More details in this old blog:
The Illusive setdefaultencoding
The SAX parser in Python 2.6 should be able to parse utf-8 without mangling it. Although you've left out the ContentHandler you're using with the parser, if that content handler attempts to print any non-ascii characters to your console, that will cause a crash.
For example, say I have this XML doc:
<?xml version="1.0" encoding="utf-8"?>
<test>
<name>Champs-Élysées</name>
</test>
And this parsing apparatus:
import xml.sax
class MyHandler(xml.sax.handler.ContentHandler):
def startElement(self, name, attrs):
print "StartElement: %s" % name
def endElement(self, name):
print "EndElement: %s" % name
def characters(self, ch):
#print "Characters: '%s'" % ch
pass
parser = xml.sax.make_parser()
parser.setContentHandler(MyHandler())
for line in open('text.xml', 'r'):
parser.feed(line)
This will parse just fine, and the content will indeed preserve the accented characters in the XML. The only issue is that line in def characters() that I've commented out. Running in the console in Python 2.6, this will produce the exception you're seeing because the print function must convert the characters to ascii for output.
You have 3 possible solutions:
One: Make sure your terminal supports unicode, then create a sitecustomize.py entry in your site-packages and set the default character set to utf-8:
import sys
sys.setdefaultencoding('utf-8')
Two: Don't print the output to the terminal (tongue-in-cheek)
Three: Normalize the output using unicodedata.normalize to convert non-ascii chars to ascii equivalents, or encode the chars to ascii for text output: ch.encode('ascii', 'replace'). Of course, using this method you won't be able to properly evaluate the text.
Using option one above, your code worked just fine for my in Python 2.5.

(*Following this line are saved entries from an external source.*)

use std::time::Instant;

use logmap_core::errors::ErrorInfo;
use logmap_core::{BifurcationRecord, LogmapError, LyapunovRecord, OrbitComputer, SweepConfig};
use serde::{Deserialize, Serialize};

/// Relative tolerance accepted between the two paths' outputs.
///
/// Covers floating accumulation order differences only; both shipped
/// computers use identical operation order and land well inside it.
pub const DEFAULT_TOLERANCE: f64 = 1e-9;

const MISMATCH_LIMIT: usize = 8;

/// Wall-clock durations measured for one computation path.
#[derive(Debug, Clone, Serialize, Deserialize, PartialEq)]
pub struct PathTiming {
    /// Label of the computer that was timed.
    pub label: String,
    /// Milliseconds spent producing the bifurcation table.
    pub bifurcation_ms: f64,
    /// Milliseconds spent producing the Lyapunov table.
    pub lyapunov_ms: f64,
}

impl PathTiming {
    /// Combined duration over both tables.
    pub fn total_ms(&self) -> f64 {
        self.bifurcation_ms + self.lyapunov_ms
    }
}

/// One row where the two paths disagreed beyond tolerance.
#[derive(Debug, Clone, Serialize, Deserialize, PartialEq)]
pub struct RowMismatch {
    /// Zero-based row index into the table.
    pub row: usize,
    /// Column the disagreement was observed in.
    pub column: String,
    /// Value produced by the reference path.
    pub reference: f64,
    /// Value produced by the optimized path.
    pub optimized: f64,
}

/// Elementwise comparison outcome for one output table.
#[derive(Debug, Clone, Serialize, Deserialize, PartialEq)]
pub struct TableComparison {
    /// Number of rows compared.
    pub rows: usize,
    /// Largest relative error observed across all cells.
    pub max_relative_error: f64,
    /// First few offending rows, empty when the table is equivalent.
    pub mismatches: Vec<RowMismatch>,
}

/// Equivalence outcome over both output tables.
#[derive(Debug, Clone, Serialize, Deserialize, PartialEq)]
pub struct EquivalenceReport {
    /// Relative tolerance the comparison ran under.
    pub tolerance: f64,
    /// Comparison of the bifurcation tables.
    pub bifurcation: TableComparison,
    /// Comparison of the Lyapunov tables.
    pub lyapunov: TableComparison,
}

impl EquivalenceReport {
    /// True when no cell of either table disagreed beyond tolerance.
    pub fn within_tolerance(&self) -> bool {
        self.bifurcation.mismatches.is_empty() && self.lyapunov.mismatches.is_empty()
    }
}

/// Summary returned after benchmarking the two paths over identical inputs.
///
/// Timing and equivalence are reported side by side but are distinct
/// concerns: a slow optimized path is a performance observation, while a
/// non-equivalent one is a correctness defect surfaced through
/// [`BenchmarkReport::ensure_equivalent`].
#[derive(Debug, Clone, Serialize, Deserialize, PartialEq)]
pub struct BenchmarkReport {
    /// Timing of the reference path.
    pub reference: PathTiming,
    /// Timing of the optimized path.
    pub optimized: PathTiming,
    /// Reference total divided by optimized total.
    pub speedup: f64,
    /// Elementwise equivalence outcome.
    pub equivalence: EquivalenceReport,
}

impl BenchmarkReport {
    /// Maps an out-of-tolerance comparison to a `Bench` error.
    pub fn ensure_equivalent(&self) -> Result<(), LogmapError> {
        if self.equivalence.within_tolerance() {
            return Ok(());
        }
        Err(LogmapError::Bench(
            ErrorInfo::new(
                "equivalence-failure",
                "reference and optimized outputs disagree beyond tolerance",
            )
            .with_context(
                "bifurcation_max_error",
                self.equivalence.bifurcation.max_relative_error.to_string(),
            )
            .with_context(
                "lyapunov_max_error",
                self.equivalence.lyapunov.max_relative_error.to_string(),
            )
            .with_context("tolerance", self.equivalence.tolerance.to_string()),
        ))
    }
}

/// Runs a declared reference and optimized computer over identical inputs,
/// timing each and checking the outputs for elementwise equivalence.
///
/// The harness never mutates the inputs and shares no state between the two
/// runs; each computer receives the same borrowed parameter sequence and
/// configuration.
#[derive(Debug, Clone, Copy)]
pub struct BenchmarkHarness {
    tolerance: f64,
}

impl Default for BenchmarkHarness {
    fn default() -> Self {
        Self {
            tolerance: DEFAULT_TOLERANCE,
        }
    }
}

impl BenchmarkHarness {
    /// Creates a harness with the default tolerance.
    pub fn new() -> Self {
        Self::default()
    }

    /// Overrides the relative tolerance used by the equivalence check.
    pub fn with_tolerance(tolerance: f64) -> Self {
        Self { tolerance }
    }

    /// Executes both computers over `r_values` and compares their outputs.
    ///
    /// Row-count disagreement is reported as a hard error immediately; the
    /// elementwise comparison is meaningless across tables of different
    /// shape.
    pub fn run(
        &self,
        reference: &dyn OrbitComputer,
        optimized: &dyn OrbitComputer,
        r_values: &[f64],
        config: &SweepConfig,
    ) -> Result<BenchmarkReport, LogmapError> {
        config.validate()?;

        let (bif_reference, bif_reference_ms) = timed(|| reference.bifurcation(r_values, config))?;
        let (lya_reference, lya_reference_ms) = timed(|| reference.lyapunov(r_values, config))?;
        let (bif_optimized, bif_optimized_ms) = timed(|| optimized.bifurcation(r_values, config))?;
        let (lya_optimized, lya_optimized_ms) = timed(|| optimized.lyapunov(r_values, config))?;

        let equivalence = EquivalenceReport {
            tolerance: self.tolerance,
            bifurcation: compare_bifurcation(&bif_reference, &bif_optimized, self.tolerance)?,
            lyapunov: compare_lyapunov(&lya_reference, &lya_optimized, self.tolerance)?,
        };

        let reference_timing = PathTiming {
            label: reference.label().to_string(),
            bifurcation_ms: bif_reference_ms,
            lyapunov_ms: lya_reference_ms,
        };
        let optimized_timing = PathTiming {
            label: optimized.label().to_string(),
            bifurcation_ms: bif_optimized_ms,
            lyapunov_ms: lya_optimized_ms,
        };
        let speedup = reference_timing.total_ms() / optimized_timing.total_ms().max(1e-9);

        Ok(BenchmarkReport {
            reference: reference_timing,
            optimized: optimized_timing,
            speedup,
            equivalence,
        })
    }
}

fn timed<T>(run: impl FnOnce() -> Result<T, LogmapError>) -> Result<(T, f64), LogmapError> {
    let start = Instant::now();
    let value = run()?;
    Ok((value, start.elapsed().as_secs_f64() * 1e3))
}

/// Relative disagreement between two cells.
///
/// Exact equality (including both-NaN, which divergent configurations can
/// legitimately produce in both paths) counts as zero error; disagreement
/// involving a non-finite value counts as infinite error so it can never
/// slip under a finite tolerance.
fn relative_error(reference: f64, optimized: f64) -> f64 {
    if reference == optimized || (reference.is_nan() && optimized.is_nan()) {
        return 0.0;
    }
    let denom = reference.abs().max(optimized.abs());
    if !denom.is_finite() || denom == 0.0 {
        return f64::INFINITY;
    }
    (reference - optimized).abs() / denom
}

struct CellComparer {
    tolerance: f64,
    max_relative_error: f64,
    mismatches: Vec<RowMismatch>,
}

impl CellComparer {
    fn new(tolerance: f64) -> Self {
        Self {
            tolerance,
            max_relative_error: 0.0,
            mismatches: Vec::new(),
        }
    }

    fn cell(&mut self, row: usize, column: &str, reference: f64, optimized: f64) {
        let error = relative_error(reference, optimized);
        self.max_relative_error = self.max_relative_error.max(error);
        if error > self.tolerance && self.mismatches.len() < MISMATCH_LIMIT {
            self.mismatches.push(RowMismatch {
                row,
                column: column.to_string(),
                reference,
                optimized,
            });
        }
    }

    fn finish(self, rows: usize) -> TableComparison {
        TableComparison {
            rows,
            max_relative_error: self.max_relative_error,
            mismatches: self.mismatches,
        }
    }
}

fn row_count_error(table: &str, reference: usize, optimized: usize) -> LogmapError {
    LogmapError::Bench(
        ErrorInfo::new("row-count-mismatch", "output tables differ in shape")
            .with_context("table", table)
            .with_context("reference_rows", reference.to_string())
            .with_context("optimized_rows", optimized.to_string()),
    )
}

/// Elementwise comparison of two bifurcation tables.
///
/// Public so the equivalence check can also run over tables read back from
/// persisted artifacts, not only over in-memory results.
pub fn compare_bifurcation(
    reference: &[BifurcationRecord],
    optimized: &[BifurcationRecord],
    tolerance: f64,
) -> Result<TableComparison, LogmapError> {
    if reference.len() != optimized.len() {
        return Err(row_count_error(
            "bifurcation",
            reference.len(),
            optimized.len(),
        ));
    }
    let mut comparer = CellComparer::new(tolerance);
    for (row, (a, b)) in reference.iter().zip(optimized.iter()).enumerate() {
        comparer.cell(row, "r", a.r, b.r);
        comparer.cell(row, "x", a.x, b.x);
    }
    Ok(comparer.finish(reference.len()))
}

/// Elementwise comparison of two Lyapunov tables.
pub fn compare_lyapunov(
    reference: &[LyapunovRecord],
    optimized: &[LyapunovRecord],
    tolerance: f64,
) -> Result<TableComparison, LogmapError> {
    if reference.len() != optimized.len() {
        return Err(row_count_error("lyapunov", reference.len(), optimized.len()));
    }
    let mut comparer = CellComparer::new(tolerance);
    for (row, (a, b)) in reference.iter().zip(optimized.iter()).enumerate() {
        comparer.cell(row, "r", a.r, b.r);
        comparer.cell(row, "exponent", a.exponent, b.exponent);
    }
    Ok(comparer.finish(reference.len()))
}
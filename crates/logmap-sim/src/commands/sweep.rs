use std::error::Error;
use std::fs;
use std::path::PathBuf;
use std::time::Instant;

use clap::Args;
use logmap_core::{parameter_space, OrbitComputer};
use logmap_sweep::{OptimizedComputer, ReferenceComputer, SweepManifest, SweepRecorder};

use super::load_config;

#[derive(Args, Debug)]
pub struct SweepArgs {
    /// YAML configuration overriding the default operating point.
    #[arg(long)]
    pub config: Option<PathBuf>,
    /// Output directory for the tables and the manifest.
    #[arg(long)]
    pub out: PathBuf,
}

pub fn run(args: &SweepArgs) -> Result<(), Box<dyn Error>> {
    fs::create_dir_all(&args.out)?;
    let config = load_config(args.config.as_deref())?;
    let r_values = parameter_space(config.r_min, config.r_max, config.samples)?;

    let mut manifest = SweepManifest::new(config.clone())?;
    let computers: [&dyn OrbitComputer; 2] = [&ReferenceComputer, &OptimizedComputer];
    for computer in computers {
        let start = Instant::now();
        let recorder = SweepRecorder::collect(computer, &r_values, &config)?;
        let elapsed = start.elapsed().as_secs_f64();
        let summary = recorder.summary();
        println!(
            "{} sweep: {:.3}s, {} bifurcation rows, {} exponents, chaotic fraction {:.3}",
            recorder.label(),
            elapsed,
            summary.bifurcation_rows,
            summary.lyapunov_rows,
            summary.chaotic_fraction
        );
        let paths = recorder.write_tables(&args.out)?;
        manifest.insert_tables(recorder.label(), paths);
    }
    manifest.write(&args.out.join("manifest.json"))?;
    Ok(())
}
//! Deterministic construction of the control-parameter sequence.

use crate::errors::{ErrorInfo, LogmapError};

/// Produces `samples` evenly spaced values covering `[min, max]` inclusive of
/// both bounds, ordered as generated.
///
/// The i-th value is `min + i * (max - min) / (samples - 1)`. Fewer than two
/// samples would make the spacing degenerate and is rejected.
pub fn parameter_space(min: f64, max: f64, samples: usize) -> Result<Vec<f64>, LogmapError> {
    if samples < 2 {
        return Err(LogmapError::Params(
            ErrorInfo::new("degenerate-spacing", "at least two samples are required")
                .with_context("samples", samples.to_string()),
        ));
    }
    let span = max - min;
    let step = span / (samples - 1) as f64;
    let values = (0..samples).map(|i| min + i as f64 * step).collect();
    Ok(values)
}

#[cfg(test)]
mod tests {
    use super::*;

    #[test]
    fn covers_both_bounds() {
        let values = parameter_space(1.0, 4.0, 300).unwrap();
        assert_eq!(values.len(), 300);
        assert_eq!(values[0], 1.0);
        assert!((values[299] - 4.0).abs() < 1e-12);
    }

    #[test]
    fn spacing_is_uniform() {
        let values = parameter_space(0.0, 1.0, 5).unwrap();
        assert_eq!(values, vec![0.0, 0.25, 0.5, 0.75, 1.0]);
    }

    #[test]
    fn ascending_order_is_preserved() {
        let values = parameter_space(1.0, 4.0, 64).unwrap();
        assert!(values.windows(2).all(|pair| pair[0] < pair[1]));
    }

    #[test]
    fn rejects_fewer_than_two_samples() {
        let err = parameter_space(1.0, 4.0, 1).unwrap_err();
        assert_eq!(err.info().code, "degenerate-spacing");
    }
}
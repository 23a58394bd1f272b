use logmap_core::{
    BifurcationRecord, LogmapError, LyapunovRecord, OrbitComputer, SweepConfig,
};

use crate::bifurcation::collect_bifurcation;
use crate::lyapunov::accumulate_lyapunov;

/// Plain iterator-based sweep path.
///
/// This is the readable formulation of the contract: one [`OrbitIterator`]
/// per r value, records appended as they are yielded. It is the baseline the
/// optimized path is benchmarked and equivalence-checked against.
///
/// [`OrbitIterator`]: logmap_core::OrbitIterator
#[derive(Debug, Default, Clone, Copy)]
pub struct ReferenceComputer;

impl OrbitComputer for ReferenceComputer {
    fn label(&self) -> &'static str {
        "reference"
    }

    fn bifurcation(
        &self,
        r_values: &[f64],
        config: &SweepConfig,
    ) -> Result<Vec<BifurcationRecord>, LogmapError> {
        config.validate()?;
        Ok(collect_bifurcation(r_values, config))
    }

    fn lyapunov(
        &self,
        r_values: &[f64],
        config: &SweepConfig,
    ) -> Result<Vec<LyapunovRecord>, LogmapError> {
        config.validate()?;
        Ok(accumulate_lyapunov(r_values, config))
    }
}
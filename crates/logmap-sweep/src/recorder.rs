use std::fs::{self, File};
use std::io::BufWriter;
use std::path::{Path, PathBuf};

use csv::WriterBuilder;
use indexmap::IndexSet;
use logmap_core::errors::ErrorInfo;
use logmap_core::{BifurcationRecord, LogmapError, LyapunovRecord, OrbitComputer, SweepConfig};
use serde::{Deserialize, Serialize};

/// Filenames of the two tables persisted for one computation path.
#[derive(Debug, Clone, Serialize, Deserialize, PartialEq, Eq)]
pub struct TablePaths {
    /// Bifurcation table CSV, relative to the output directory.
    pub bifurcation: PathBuf,
    /// Lyapunov table CSV, relative to the output directory.
    pub lyapunov: PathBuf,
}

/// Aggregate statistics summarising one path's sweep output.
#[derive(Debug, Clone, Serialize, Deserialize, PartialEq)]
pub struct SweepSummary {
    /// Total bifurcation rows across all r values.
    pub bifurcation_rows: usize,
    /// Total Lyapunov rows (one per r value).
    pub lyapunov_rows: usize,
    /// Number of distinct post-transient states over the whole sweep,
    /// counted by exact f64 bit pattern.
    pub distinct_states: usize,
    /// Mean exponent over the parameter sequence.
    pub mean_exponent: f64,
    /// Fraction of r values with a strictly positive exponent.
    pub chaotic_fraction: f64,
}

/// Collects both output tables for one computation path and exports them.
#[derive(Debug, Clone)]
pub struct SweepRecorder {
    label: String,
    bifurcation: Vec<BifurcationRecord>,
    lyapunov: Vec<LyapunovRecord>,
}

impl SweepRecorder {
    /// Runs the computer over the parameter sequence and records both tables.
    pub fn collect(
        computer: &dyn OrbitComputer,
        r_values: &[f64],
        config: &SweepConfig,
    ) -> Result<Self, LogmapError> {
        Ok(Self {
            label: computer.label().to_string(),
            bifurcation: computer.bifurcation(r_values, config)?,
            lyapunov: computer.lyapunov(r_values, config)?,
        })
    }

    /// Label of the computer the tables were recorded from.
    pub fn label(&self) -> &str {
        &self.label
    }

    /// Immutable view over the recorded bifurcation table.
    pub fn bifurcation(&self) -> &[BifurcationRecord] {
        &self.bifurcation
    }

    /// Immutable view over the recorded Lyapunov table.
    pub fn lyapunov(&self) -> &[LyapunovRecord] {
        &self.lyapunov
    }

    /// Computes aggregate statistics from the recorded tables.
    pub fn summary(&self) -> SweepSummary {
        let mut states = IndexSet::new();
        for record in &self.bifurcation {
            states.insert(record.x.to_bits());
        }
        let (mean_exponent, chaotic_fraction) = if self.lyapunov.is_empty() {
            (0.0, 0.0)
        } else {
            let sum: f64 = self.lyapunov.iter().map(|record| record.exponent).sum();
            let chaotic = self
                .lyapunov
                .iter()
                .filter(|record| record.exponent > 0.0)
                .count();
            (
                sum / self.lyapunov.len() as f64,
                chaotic as f64 / self.lyapunov.len() as f64,
            )
        };
        SweepSummary {
            bifurcation_rows: self.bifurcation.len(),
            lyapunov_rows: self.lyapunov.len(),
            distinct_states: states.len(),
            mean_exponent,
            chaotic_fraction,
        }
    }

    /// Writes both tables as CSV files into `dir`, suffixed with the path
    /// label (`bifurcation_reference.csv` and so on), and returns the
    /// filenames relative to `dir`.
    pub fn write_tables(&self, dir: &Path) -> Result<TablePaths, LogmapError> {
        fs::create_dir_all(dir).map_err(|err| {
            LogmapError::Serde(
                ErrorInfo::new("table-mkdir", err.to_string())
                    .with_context("path", dir.display().to_string()),
            )
        })?;
        let paths = TablePaths {
            bifurcation: PathBuf::from(format!("bifurcation_{}.csv", self.label)),
            lyapunov: PathBuf::from(format!("lyapunov_{}.csv", self.label)),
        };
        write_csv(&dir.join(&paths.bifurcation), &self.bifurcation)?;
        write_csv(&dir.join(&paths.lyapunov), &self.lyapunov)?;
        Ok(paths)
    }
}

/// Reads a persisted bifurcation table back into records.
pub fn read_bifurcation_table(path: &Path) -> Result<Vec<BifurcationRecord>, LogmapError> {
    read_csv(path)
}

/// Reads a persisted Lyapunov table back into records.
pub fn read_lyapunov_table(path: &Path) -> Result<Vec<LyapunovRecord>, LogmapError> {
    read_csv(path)
}

fn read_csv<T: for<'de> Deserialize<'de>>(path: &Path) -> Result<Vec<T>, LogmapError> {
    let table_error = |code: &str, err: &dyn ToString| {
        LogmapError::Serde(
            ErrorInfo::new(code, err.to_string())
                .with_context("path", path.display().to_string()),
        )
    };
    let mut reader =
        csv::Reader::from_path(path).map_err(|err| table_error("table-open", &err))?;
    let mut records = Vec::new();
    for record in reader.deserialize() {
        records.push(record.map_err(|err| table_error("table-parse", &err))?);
    }
    Ok(records)
}

fn write_csv<T: Serialize>(path: &Path, records: &[T]) -> Result<(), LogmapError> {
    let table_error = |code: &str, err: &dyn ToString| {
        LogmapError::Serde(
            ErrorInfo::new(code, err.to_string())
                .with_context("path", path.display().to_string()),
        )
    };
    let file = File::create(path).map_err(|err| table_error("table-create", &err))?;
    let mut writer = WriterBuilder::new().from_writer(BufWriter::new(file));
    for record in records {
        writer
            .serialize(record)
            .map_err(|err| table_error("table-write", &err))?;
    }
    writer.flush().map_err(|err| table_error("table-flush", &err))
}

#[cfg(test)]
mod tests {
    use super::*;
    use crate::ReferenceComputer;
    use logmap_core::parameter_space;

    fn recorded(config: &SweepConfig) -> SweepRecorder {
        let r_values = parameter_space(config.r_min, config.r_max, config.samples).unwrap();
        SweepRecorder::collect(&ReferenceComputer, &r_values, config).unwrap()
    }

    #[test]
    fn summary_counts_match_the_tables() {
        let config = SweepConfig {
            samples: 12,
            num_generations: 150,
            transients: 100,
            ..SweepConfig::default()
        };
        let recorder = recorded(&config);
        let summary = recorder.summary();
        assert_eq!(
            summary.bifurcation_rows,
            config.samples * config.recorded_generations()
        );
        assert_eq!(summary.lyapunov_rows, config.samples);
        assert!(summary.distinct_states > 0);
        assert!(summary.distinct_states <= summary.bifurcation_rows);
        assert!((0.0..=1.0).contains(&summary.chaotic_fraction));
    }

    #[test]
    fn chaotic_fraction_reflects_the_exponent_signs() {
        let config = SweepConfig {
            samples: 12,
            num_generations: 150,
            transients: 100,
            ..SweepConfig::default()
        };
        let recorder = recorded(&config);
        let summary = recorder.summary();
        let positive = recorder
            .lyapunov()
            .iter()
            .filter(|record| record.exponent > 0.0)
            .count();
        assert_eq!(
            summary.chaotic_fraction,
            positive as f64 / config.samples as f64
        );
    }
}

To set an arbitrary file encoding for a SAX parser, one can use InputSource as follows:
def test(filename, encoding):
parser = xml.sax.make_parser()
with open(filename, "rb") as f:
input_source = xml.sax.xmlreader.InputSource()
input_source.setByteStream(f)
input_source.setEncoding(encoding)
parser.parse(input_source)
This allows parsing an XML file that has a non-ASCII, non-UTF8 encoding. For example, one can parse an extended ASCII file encoded with LATIN1 like: test(filename, "latin1")
(Added this answer to directly address the title of this question, as it tends to rank highly in search engines.)
Commenting on janpf's answer (sorry, I don't have enough reputation to put it there), note that Janpf's version will break IDLE which requires its own stdout etc. that is different from sys's default. So I'd suggest modifying the code to be something like:
import sys
currentStdOut = sys.stdout
currentStdIn = sys.stdin
currentStdErr = sys.stderr
reload(sys)
sys.setdefaultencoding('utf-8')
sys.stdout = currentStdOut
sys.stdin = currentStdIn
sys.stderr = currentStdErr
There may be other variables to preserve, but these seem like the most important.